The judges. Many complain about them, how they do not judge fairly, how everything is political, and as I spoke to a number of judges this morning before prejudging, the question of excellence is how a competitor looks at the precise moment of prejudging. Not before, not after, not what his reputation says about him, not what they heard in the hallway before. It is what they see at that very moment.
The prejudging. At 12:10pm, 34 competitors lined up to take the center stage, in groups of 12, 11, and 11. Because the group was so big, the lineup was split into three groups. The lineup, as randomly chosen, was as follows:
The first group included Mark Lampard, Craig Titus, Chris Cormier, Dave Fisher, Charles Kemp, Jocelyn Peletier, Edward Van Amsterdam, Jamo Nezzer, Craig Licker, Jostein Oedegaardaen, Gustavo Badell, and Flex Wheeler, in that order.

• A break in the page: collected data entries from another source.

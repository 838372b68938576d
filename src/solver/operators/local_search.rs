//! Local-search operators: applied to a single solution near-best candidate,
//! they either improve it or leave it unchanged.

use std::collections::HashMap;

use rand::Rng;

use crate::domain::insertion::{find_best_insert_in_plan, find_best_insert_in_solution, insert_into_plan};
use crate::domain::instance::Instance;
use crate::domain::plan::Plan;
use crate::domain::solution::Solution;
use crate::domain::types::{ActionId, ActionType, RequestId};

#[derive(Debug, Clone, Copy, PartialEq, Eq)]
pub enum LocalSearchOperator {
    IntraExchange,
    InterExchange,
    TwoOpt,
}

impl LocalSearchOperator {
    pub const ALL: [LocalSearchOperator; 3] = [
        LocalSearchOperator::IntraExchange,
        LocalSearchOperator::InterExchange,
        LocalSearchOperator::TwoOpt,
    ];

    pub fn apply(self, instance: &Instance, solution: &Solution, rng: &mut impl Rng) -> Solution {
        match self {
            LocalSearchOperator::IntraExchange => intra_exchange(instance, solution, rng),
            LocalSearchOperator::InterExchange => inter_exchange(instance, solution, rng),
            LocalSearchOperator::TwoOpt => two_opt(instance, solution, rng),
        }
    }
}

fn requests_in_plan(instance: &Instance, plan: &Plan) -> Vec<RequestId> {
    let mut seen = std::collections::HashSet::new();
    for &action_id in &plan.actions {
        seen.insert(instance.action(action_id).request.unwrap());
    }
    let mut requests: Vec<_> = seen.into_iter().collect();
    requests.sort();
    requests
}

fn intra_exchange(instance: &Instance, solution: &Solution, rng: &mut impl Rng) -> Solution {
    let mut new_solution = solution.clone();
    let plan_index = match new_solution.random_non_empty_plan(rng) {
        Some(i) => i,
        None => return new_solution,
    };

    let requests = requests_in_plan(instance, &new_solution.plans[plan_index]);
    for request_id in requests {
        let request = instance.request(request_id);
        new_solution.plans[plan_index].remove(instance, request_id, request.is_partial);
        let position = find_best_insert_in_plan(instance, &mut new_solution.plans[plan_index], request_id);
        insert_into_plan(instance, &mut new_solution.plans[plan_index], request_id, position);
    }
    new_solution.compute_cost(instance);
    new_solution
}

fn inter_exchange(instance: &Instance, solution: &Solution, rng: &mut impl Rng) -> Solution {
    let mut new_solution = solution.clone();
    let plan_index = match new_solution.random_non_empty_plan(rng) {
        Some(i) => i,
        None => return new_solution,
    };

    let requests = requests_in_plan(instance, &new_solution.plans[plan_index]);
    for request_id in requests {
        let request = instance.request(request_id);
        let is_partial = request.is_partial;
        let home_plan = if is_partial { request.courier } else { plan_index };
        new_solution.plans[home_plan].remove(instance, request_id, is_partial);
        let position = find_best_insert_in_solution(instance, &mut new_solution, request_id);
        insert_into_plan(instance, &mut new_solution.plans[position.plan_index], request_id, position.position);
    }
    new_solution.compute_cost(instance);
    new_solution
}

fn two_opt(instance: &Instance, solution: &Solution, rng: &mut impl Rng) -> Solution {
    let mut new_solution = solution.clone();
    let plan_index = match new_solution.random_non_empty_plan(rng) {
        Some(i) => i,
        None => return new_solution,
    };

    let mut current = new_solution.plans[plan_index].clone();
    current.compute_metrics(instance);
    let mut current_cost = current.metrics().cost();
    let mut current_feasible = current.metrics().feasible;

    for i in 0..current.length().saturating_sub(1) {
        for j in (i + 1)..current.length() {
            let mut candidate = reverse_segment_fixing_pairs(instance, &current, i, j);
            candidate.compute_metrics(instance);
            let candidate_cost = candidate.metrics().cost();
            if candidate_cost < current_cost && (candidate.metrics().feasible || !current_feasible) {
                current_feasible = candidate.metrics().feasible;
                current_cost = candidate_cost;
                current = candidate;
            }
        }
    }

    new_solution.plans[plan_index] = current;
    new_solution.compute_cost(instance);
    new_solution
}

/// Reverses `plan.actions[from..=to]`, then swaps each `Drop` back in front
/// of its matching `Pickup` within that reversed window so precedence
/// survives a naive reversal.
fn reverse_segment_fixing_pairs(instance: &Instance, plan: &Plan, from: usize, to: usize) -> Plan {
    let mut middle: Vec<ActionId> = plan.actions[from..=to].iter().rev().copied().collect();

    let mut drop_positions: HashMap<RequestId, usize> = HashMap::new();
    for i in 0..middle.len() {
        let action = instance.action(middle[i]);
        if action.kind == ActionType::Drop {
            drop_positions.insert(action.request.unwrap(), i);
        } else if let Some(&drop_idx) = drop_positions.get(&action.request.unwrap()) {
            middle.swap(i, drop_idx);
        }
    }

    let mut new_plan = Plan::empty(plan.courier);
    for (i, &action_id) in plan.actions.iter().enumerate() {
        if i >= from && i <= to {
            new_plan.append(middle[i - from]);
        } else {
            new_plan.append(action_id);
        }
    }
    new_plan
}

#[cfg(test)]
mod tests {
    use super::*;
    use crate::domain::insertion::{find_best_insert_in_solution, insert_into_plan as insert_req};
    use crate::domain::instance::RawInstance;
    use rand::SeedableRng;
    use rand_chacha::ChaCha8Rng;

    fn two_request_instance() -> Instance {
        let n = 6;
        let mut dist = vec![vec![1.0; n]; n];
        for (i, row) in dist.iter_mut().enumerate() {
            row[i] = 0.0;
        }
        Instance::build(RawInstance {
            car_distance_matrix: dist.clone(),
            car_duration_matrix: dist,
            num_plans_to_create: 1,
            starts: vec![0],
            ends: vec![5],
            pickup_nodes: vec![1, 3],
            drop_nodes: vec![2, 4],
            deliveries_not_started: vec![(1, 2), (3, 4)],
            deliveries_in_progress: vec![],
            time_windows: vec![],
            pickup_service_time: 0,
            drop_service_time: 0,
            courier_capacities: vec![],
            start_utilizations: vec![],
            node_demands: vec![],
            time_limit: 0,
        })
        .unwrap()
    }

    fn full_solution(instance: &Instance) -> Solution {
        let mut solution = Solution::empty(instance.num_plans_to_create);
        solution.unplanned_requests = (0..instance.requests.len()).map(RequestId).collect();
        let mut pending: Vec<_> = solution.unplanned_requests.iter().copied().collect();
        pending.sort();
        for request_id in pending {
            let position = find_best_insert_in_solution(instance, &mut solution, request_id);
            insert_req(instance, &mut solution.plans[position.plan_index], request_id, position.position);
            solution.unplanned_requests.remove(&request_id);
        }
        solution.compute_cost(instance);
        solution
    }

    #[test]
    fn two_opt_never_increases_cost() {
        let instance = two_request_instance();
        let solution = full_solution(&instance);
        let mut rng = ChaCha8Rng::seed_from_u64(9);
        let result = LocalSearchOperator::TwoOpt.apply(&instance, &solution, &mut rng);
        assert!(result.cost <= solution.cost);
        result.sanity_check(&instance);
    }

    #[test]
    fn intra_exchange_preserves_partition_invariant() {
        let instance = two_request_instance();
        let solution = full_solution(&instance);
        let mut rng = ChaCha8Rng::seed_from_u64(10);
        let result = LocalSearchOperator::IntraExchange.apply(&instance, &solution, &mut rng);
        result.sanity_check(&instance);
    }
}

The second group included Jason Arntz, Fauzi Hanst, Sylverster Solomon, Christian Lobarde, Milton Holloway, Dexter Jackson, Tom Prince, Federico Focherini, Stan McCrary, Cloude Groulx, and Anthony Williams, in that order.
The third group included Darrrem Charles, Gunter Schlierkamp, Dennis James, J.D. Dawodu, Patrick Lynn, Ahmed Haider, Rod Ketchens, Dennis newman, Johnny Moya, Bob Weatherill, and Ntuk Ntuk, in that order.
Once all 34 competitors were on stage, the first callouts began, This first round lasted quite a while, with over 20 caparison callouts of three competitors at a time. Afterwards, each competitor had the stage alone, where they were required to pose the seven mandatory poses, which include, in this order, Front Double Biceps, Front Lat Spread, Side to Side Chest, Back Double Biceps, Back Lat Spread, Side to Side Triceps, and Hands Over Head Abdominals.
The last phase in the prejudging was the Round Two Callouts, which were as follows:
Jason Arntz - Gunter Schlierkamp - J.D. Dawodu
Jason Arntz - Dennis James - Darrem Charles
Craig Titus - Anthony Williams - Chlaud Groulx
Craig Titus - Tom Prince - Dennis Newman
Gustavo Badell - Patrick Lynn - Ahmed Haider
Gunter Schlierkamp - Darrem Charles - J.D. Dawodu
Gunter Schlierkamp - Dennis James - Darrem Charles
Patrick Lynn - Edward Van Amstedam - Charles Kemp
Craig Licker - Johnny Moya - Rod Ketchens
Chris Cormier - Flex Wheeler - Dexter Jackson
After three hours, prejudging was over. The competitors would have 4-5 hours to rest before the finals, which start at 8pm.
The evening show began promptly at 8pm, but by 7:30, there were hundreds of people just socializing outside the venue, looking for their favorite bodybuilder or fitness star. Many of the top pros were there, including Ronnie Coleman, Shawn Ray, Paul Dillett, Kim Chivesky, Timea Majorova, and Kelly Ryan, as well as amateur and retired competitors, including Albert Beckles, and Rico McClinton. Backstage, all 34 competitors were getting ready, with the exception of Patrick Lynn, who complained of dizziness and not feeling well, and withdrew from the evening rounds.
Because of the large number of competitors, only the top 15 competitors went on to round three, where they performed their posing routine. From there, it went to the top 10, and as it dwindled to the top 5, the excitement mounted. The top five then proceeded to round 4, the posedown, where each competitor tries to outmuscle and outperform the other, to the delight of the audience.
The final results were considered by many in the audience to be a fair and precise judging. There were no loud boos at all, only applause as the largest Pro Ironman show ever came to an end.